Clean sweep

Ikea is such a hot property that not even the midnight crowd crush at the company’s Edmonton store opening earlier this year dampened enthusiasm for the brand. Hannah Booth reviews Great Ikea!

‘Price is sacrosanct,’ Lewis writes. ‘When [Kamprad] sees a mug in Ikea priced at £1, he wants his designers to make that mug for 50p.’ Lewis believes designers want to work there to test their design prowess within a tight budget.

She says Ikea has ‘battled against accusations of plagiarism’, most recently its Campana Brothers’ favela-chic chair lookalike, Fargglad, but concedes that ‘it does seem to copy design standards’. Not everyone buys a Knappa pendant light knowing it’s a half-decent copy of Danish designer Poul Henningsen’s Artichoke light, but many will. Most revealing is that Ikea ruthlessly, and impressively, recycles materials: metal bins are made from giant, old tomato tin cans, and tea light holders are made from electricity pylons.

Lewis spends longer discussing Ikea’s approach to advertising. St Luke’s infamous ‘Chuck out the Chintz’ campaign initially offended the test group of Birmingham housewives, but Ikea rolled it out anyway — and British sales doubled.

One criticism: the book is overlong, with too much padding, and the titles of its chapters are often confusing. Lewis repeats the story of Gillis Lundgren, who invented the flat-pack concept, at least three times, and we can live without random boxes on a history of Habitat (owned by the Kamprad family) and popular Swedish festivals. But she’s done her research thoroughly, and her interest in, and affection for, Ikea permeates the book.

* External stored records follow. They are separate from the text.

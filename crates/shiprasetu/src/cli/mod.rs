//! Command-line interface for shiprasetu.
//!
//! This module provides the CLI structure and command handlers for the
//! `shiprasetu` binary.

mod commands;
pub mod output;

use std::path::PathBuf;

use clap::{Parser, Subcommand};

pub use commands::{
    AlertsCommand, BookCommand, BookingCommand, ConfigCommand, FilterArg, GhatsCommand, LevelArg,
    LostFoundCommand, OutputFormat, PriorityArg, RecommendationArg, RecsCommand, ReportKindArg,
    ResetCommand, RoutesCommand, StatusCommand, WatchCommand,
};

/// shiprasetu - Crowd guidance desk for Simhastha 2028
///
/// Broadcast alerts, publish route advice, and update ghat and route crowd
/// levels. Every command works on a shared database, so changes made here
/// show up in every other open session.
#[derive(Debug, Parser)]
#[command(name = "shiprasetu")]
#[command(author, version, about, long_about = None)]
#[command(propagate_version = true)]
pub struct Cli {
    /// Path to custom configuration file
    #[arg(short, long, global = true, value_name = "FILE")]
    pub config: Option<PathBuf>,

    /// Increase verbosity (-v for debug, -vv for trace)
    #[arg(short, long, action = clap::ArgAction::Count, global = true)]
    pub verbose: u8,

    /// Suppress all output except errors
    #[arg(short, long, global = true)]
    pub quiet: bool,

    /// The command to execute
    #[command(subcommand)]
    pub command: Command,
}

/// Available commands.
#[derive(Debug, Subcommand)]
pub enum Command {
    /// Manage broadcast alerts
    #[command(subcommand)]
    Alerts(AlertsCommand),

    /// Manage route recommendations
    #[command(subcommand)]
    Recs(RecsCommand),

    /// View or update ghat crowd levels
    #[command(subcommand)]
    Ghats(GhatsCommand),

    /// View or update route paths
    #[command(subcommand)]
    Routes(RoutesCommand),

    /// Show a summary of the shared state
    Status(StatusCommand),

    /// Re-read everything from storage
    Refresh,

    /// Follow changes made by other sessions until interrupted
    Watch(WatchCommand),

    /// Clear the shared collections so they return to the built-in data
    Reset(ResetCommand),

    /// Book a bathing slot
    Book(BookCommand),

    /// Show or clear the current booking
    #[command(subcommand)]
    Booking(BookingCommand),

    /// Lost-and-found reports
    #[command(subcommand)]
    LostFound(LostFoundCommand),

    /// View or validate configuration
    #[command(subcommand)]
    Config(ConfigCommand),
}

impl Cli {
    /// Get the verbosity level based on flags.
    #[must_use]
    pub fn verbosity(&self) -> crate::logging::Verbosity {
        if self.quiet {
            crate::logging::Verbosity::Quiet
        } else {
            match self.verbose {
                0 => crate::logging::Verbosity::Normal,
                1 => crate::logging::Verbosity::Verbose,
                _ => crate::logging::Verbosity::Trace,
            }
        }
    }
}

#[cfg(test)]
mod tests {
    use super::*;
    use clap::CommandFactory;

    fn cli_with(verbose: u8, quiet: bool) -> Cli {
        Cli {
            config: None,
            verbose,
            quiet,
            command: Command::Status(StatusCommand { json: false }),
        }
    }

    #[test]
    fn test_cli_name() {
        let cli = Cli::command();
        assert_eq!(cli.get_name(), "shiprasetu");
    }

    #[test]
    fn test_verbosity_levels() {
        use crate::logging::Verbosity;

        assert_eq!(cli_with(0, true).verbosity(), Verbosity::Quiet);
        assert_eq!(cli_with(0, false).verbosity(), Verbosity::Normal);
        assert_eq!(cli_with(1, false).verbosity(), Verbosity::Verbose);
        assert_eq!(cli_with(2, false).verbosity(), Verbosity::Trace);
    }

    #[test]
    fn test_cli_verify() {
        Cli::command().debug_assert();
    }

    #[test]
    fn test_parse_alerts_add() {
        let cli =
            Cli::try_parse_from(["shiprasetu", "alerts", "add", "Gate 2 closed", "-p", "high"])
                .unwrap();
        match cli.command {
            Command::Alerts(AlertsCommand::Add { message, priority }) => {
                assert_eq!(message, "Gate 2 closed");
                assert_eq!(priority, PriorityArg::High);
            }
            other => panic!("unexpected command: {other:?}"),
        }
    }

    #[test]
    fn test_parse_alerts_add_default_priority() {
        let cli = Cli::try_parse_from(["shiprasetu", "alerts", "add", "hello"]).unwrap();
        assert!(matches!(
            cli.command,
            Command::Alerts(AlertsCommand::Add {
                priority: PriorityArg::Medium,
                ..
            })
        ));
    }

    #[test]
    fn test_parse_recs_add() {
        let cli = Cli::try_parse_from([
            "shiprasetu",
            "recs",
            "add",
            "Use the river walk",
            "--type",
            "alternative",
            "--route",
            "Gate 5 → Ram Ghat",
        ])
        .unwrap();
        assert!(matches!(
            cli.command,
            Command::Recs(RecsCommand::Add {
                kind: RecommendationArg::Alternative,
                ..
            })
        ));
    }

    #[test]
    fn test_parse_ghats_set() {
        let cli = Cli::try_parse_from(["shiprasetu", "ghats", "set", "2", "low"]).unwrap();
        match cli.command {
            Command::Ghats(GhatsCommand::Set {
                id,
                level,
                remarks,
                clear_remarks,
            }) => {
                assert_eq!(id, 2);
                assert_eq!(level, LevelArg::Low);
                assert!(remarks.is_none());
                assert!(!clear_remarks);
            }
            other => panic!("unexpected command: {other:?}"),
        }
    }

    #[test]
    fn test_parse_remarks_conflict() {
        let result = Cli::try_parse_from([
            "shiprasetu",
            "ghats",
            "set",
            "2",
            "low",
            "--remarks",
            "x",
            "--clear-remarks",
        ]);
        assert!(result.is_err());
    }

    #[test]
    fn test_parse_routes_set() {
        let cli = Cli::try_parse_from([
            "shiprasetu",
            "routes",
            "set",
            "3",
            "low",
            "--notes",
            "now clear",
        ])
        .unwrap();
        assert!(matches!(
            cli.command,
            Command::Routes(RoutesCommand::Set {
                id: 3,
                closed: false,
                ..
            })
        ));
    }

    #[test]
    fn test_parse_lost_found() {
        let cli = Cli::try_parse_from(["shiprasetu", "lost-found", "list", "--filter", "lost"])
            .unwrap();
        assert!(matches!(
            cli.command,
            Command::LostFound(LostFoundCommand::List {
                filter: FilterArg::Lost,
                ..
            })
        ));
    }

    #[test]
    fn test_parse_watch() {
        let cli = Cli::try_parse_from(["shiprasetu", "watch", "-i", "3"]).unwrap();
        assert!(matches!(
            cli.command,
            Command::Watch(WatchCommand { interval: Some(3) })
        ));
    }

    #[test]
    fn test_parse_with_config() {
        let cli =
            Cli::try_parse_from(["shiprasetu", "-c", "/custom/config.toml", "status"]).unwrap();
        assert_eq!(cli.config, Some(PathBuf::from("/custom/config.toml")));
    }

    #[test]
    fn test_parse_with_verbose() {
        let cli = Cli::try_parse_from(["shiprasetu", "-vv", "refresh"]).unwrap();
        assert_eq!(cli.verbose, 2);
        assert!(matches!(cli.command, Command::Refresh));
    }

    #[test]
    fn test_parse_rejects_unknown_level() {
        assert!(Cli::try_parse_from(["shiprasetu", "ghats", "set", "1", "extreme"]).is_err());
    }
}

I finished it still unsure as to whether Ikea has truly ‘revolutionised design’, encouraged our throwaway culture (author Douglas Coupland euphemistically described Ikea’s wares as ‘semi-disposable’ in Generation X), put an end to hand-me-down furniture and, to cite that lazy cliché, brought design to the masses. But I think I can confidently answer the question, ‘Why is it so successful?’ Because it’s cheap, stoopid.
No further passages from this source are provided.